Sample Size Calculation
According to our pilot data, we estimated that the mean pain score at 30 min following surgery was 2, and the standard deviation (SD) was equal to 1. With a two-tailed α value of 0.05, power of 90%, and boundaries of efficiency 0.5, a total of 86 patients in each group were required to detect the advantage of nalbuphine. Owing to skewed distribution of the pain score, a nonparametric test for analysis should be used. The sample size needed for a Mann–Whitney U test would be expanded by 1.053 times because the power efficiency of this was expected to be approximately equal to 95% compared with the Student’s t test [18]. Considering a 10% follow-up rate loss, the sample size needed to be expanded by 1.1 times.

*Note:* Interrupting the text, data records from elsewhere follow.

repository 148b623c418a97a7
//! INI translation.
//!
//! Works in two passes over the classified lines. The first pass translates
//! every key with a non-empty value into a per-section table; the second
//! re-emits the file line by line, replacing only those key lines with
//! `key=<translation>`. Comments, blank lines, headers, lines without a
//! usable `key=value` split and keys with empty values come out as they went in.
//!
//! When a key appears before any header, both passes open an implicit
//! `default` section and the output gets a synthesized `[default]` line.

mod classifier;

pub use classifier::{ClassifiedLine, LineKind, classify_line, section_name};

use std::collections::HashMap;

use crate::error::TranslateError;
use crate::translation::{LanguagePair, TranslationService};

/// Section opened implicitly for keys that precede every header.
pub const DEFAULT_SECTION: &str = "default";

const BOM: &str = "\u{feff}";

/// Translated values keyed by section name, then by key.
pub type SectionTable = HashMap<String, HashMap<String, String>>;

/// Tracks the current section while walking classified lines.
///
/// Both passes drive one of these the same way, so a key looked up in the
/// second pass is always under the section it was stored under in the first.
#[derive(Debug, Default)]
struct SectionCursor {
    current: Option<String>,
}

impl SectionCursor {
    /// Moves past `line`. Returns `true` if the line opened the implicit
    /// default section.
    fn advance(&mut self, line: &ClassifiedLine) -> bool {
        if line.kind == LineKind::Section {
            if let Some(name) = section_name(&line.raw) {
                self.current = Some(name.to_string());
            }
            return false;
        }

        if self.current.is_none() && line.translatable_pair().is_some() {
            self.current = Some(DEFAULT_SECTION.to_string());
            return true;
        }

        false
    }

    fn current(&self) -> &str {
        self.current.as_deref().unwrap_or(DEFAULT_SECTION)
    }
}

/// Translates the values of an INI document.
///
/// Requests are issued one at a time in file order. The first failure aborts
/// the whole document. A leading byte order mark is kept in the output but
/// is not part of the first line.
pub async fn translate_ini<S: TranslationService>(
    content: &str,
    languages: &LanguagePair,
    service: &S,
) -> Result<String, TranslateError> {
    let (bom, body) = content
        .strip_prefix(BOM)
        .map_or(("", content), |rest| (BOM, rest));

    let lines: Vec<ClassifiedLine> = body.lines().map(classify_line).collect();
    let table = build_section_table(&lines, languages, service).await?;

    let mut output = String::from(bom);
    output.push_str(&render(&lines, &table));
    Ok(output)
}

/// First pass: translate every key with a value into the section table.
async fn build_section_table<S: TranslationService>(
    lines: &[ClassifiedLine],
    languages: &LanguagePair,
    service: &S,
) -> Result<SectionTable, TranslateError> {
    let mut table = SectionTable::new();
    let mut cursor = SectionCursor::default();

    for line in lines {
        cursor.advance(line);

        if line.kind == LineKind::Section {
            // Re-opening an existing section keeps what it already holds
            table.entry(cursor.current().to_string()).or_default();
            continue;
        }

        if let Some((key, value)) = line.translatable_pair() {
            let translated = service.translate(value, languages).await?;
            table
                .entry(cursor.current().to_string())
                .or_default()
                .insert(key.to_string(), translated);
        }
    }

    Ok(table)
}

/// Second pass: re-emit the lines, substituting translated values.
fn render(lines: &[ClassifiedLine], table: &SectionTable) -> String {
    let mut output = String::new();
    let mut cursor = SectionCursor::default();

    for line in lines {
        if cursor.advance(line) {
            output.push('[');
            output.push_str(DEFAULT_SECTION);
            output.push_str("]\n");
        }

        let translated = line.translatable_pair().and_then(|(key, _)| {
            table
                .get(cursor.current())
                .and_then(|section| section.get(key))
                .map(|value| (key, value))
        });

        match translated {
            Some((key, value)) => {
                output.push_str(key);
                output.push('=');
                output.push_str(value);
            }
            None => output.push_str(&line.raw),
        }
        output.push('\n');
    }

    output
}
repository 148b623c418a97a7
//! Terminal UI components (spinner, colors).

mod spinner;
mod style;

pub use spinner::Spinner;
pub use style::Style;
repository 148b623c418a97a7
//! Error kinds surfaced by a translation run.

use std::path::PathBuf;

use reqwest::StatusCode;
use thiserror::Error;

/// A failed call to the translation service.
#[derive(Debug, Error)]
pub enum TranslateError {
    #[error("Failed to reach translation service")]
    Transport(#[from] reqwest::Error),

    #[error("Translation service returned {status}: {message}")]
    Status { status: StatusCode, message: String },

    #[error("Malformed response from translation service: {0}")]
    Malformed(String),
}

/// Any failure that aborts a run. Every variant maps to exit status 1.
#[derive(Debug, Error)]
pub enum Error {
    #[error(transparent)]
    Config(#[from] anyhow::Error),

    #[error("File not found: {}", .0.display())]
    FileNotFound(PathBuf),

    #[error("Exactly one of --json or --ini must be given")]
    AmbiguousFormat,

    #[error("LibreTranslate is not reachable at {0}")]
    ServiceUnreachable(String),

    #[error("Failed to read file: {}", .path.display())]
    Read {
        path: PathBuf,
        #[source]
        source: std::io::Error,
    },

    #[error(
        "Input size ({:.1} MB) exceeds maximum allowed size (10 MB)",
        megabytes(.size)
    )]
    InputTooLarge { size: u64 },

    #[error("Failed to parse JSON input")]
    Parse(#[from] serde_json::Error),

    #[error("Translation failed")]
    Translation(#[from] TranslateError),

    #[error("Failed to write file: {}", .path.display())]
    Write {
        path: PathBuf,
        #[source]
        source: std::io::Error,
    },
}

fn megabytes(size: &u64) -> f64 {
    *size as f64 / 1024.0 / 1024.0
}
use std::num::NonZeroUsize;
use std::path::PathBuf;

use crate::config::{ConfigManager, ResolveOptions, ResolvedConfig, resolve_config};
use crate::error::Error;
use crate::job::TranslateJob;
use crate::translation::{LanguagePair, LibreTranslateClient};

pub struct TranslateOptions {
    pub file: PathBuf,
    pub libretranslate_url: Option<String>,
    pub from: Option<String>,
    pub to: Option<String>,
    pub json: bool,
    pub ini: bool,
    pub output: Option<PathBuf>,
    pub jobs: NonZeroUsize,
}

/// Translates one file and returns the path of the translated copy.
pub async fn run_translate(options: TranslateOptions) -> Result<PathBuf, Error> {
    let config = load_merged_config(&options)?;

    let job = TranslateJob::new(
        options.file,
        options.json,
        options.ini,
        LanguagePair::new(config.source_language, config.target_language),
        options.output,
        options.jobs,
    )?;

    let client = LibreTranslateClient::new(config.url, config.api_key);
    job.run(&client).await
}

fn load_merged_config(options: &TranslateOptions) -> anyhow::Result<ResolvedConfig> {
    let manager = ConfigManager::new()?;
    let file_config = manager.load_or_default()?;

    resolve_config(
        &ResolveOptions {
            url: options.libretranslate_url.clone(),
            from: options.from.clone(),
            to: options.to.clone(),
        },
        &file_config,
    )
}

Finally, we needed 200 patients to detect possible superior outcomes of nalbuphine.
Statistical Analysis
We used the Shapiro–Wilk test to investigate data for normality. The data which satisfied the normal distribution were presented as mean ± SD, and the comparison between groups was performed by a two-tailed Student’s t test. Continuous variables of a non-normal distribution were presented as medians (interquartile range [IQR]), and comparison between groups was performed by the Mann–Whitney U test. For categorical variables, data were described with numbers (frequency), and the χ2 test was used for statistical comparisons. The Mann–Whitney U test was also used for ranked data, such as intensity of propofol injection pain, severity of PONV, and degree of satisfaction. The statistical analyses were performed with SPSS. Two-sided p values < 0.05 were considered statistically significant.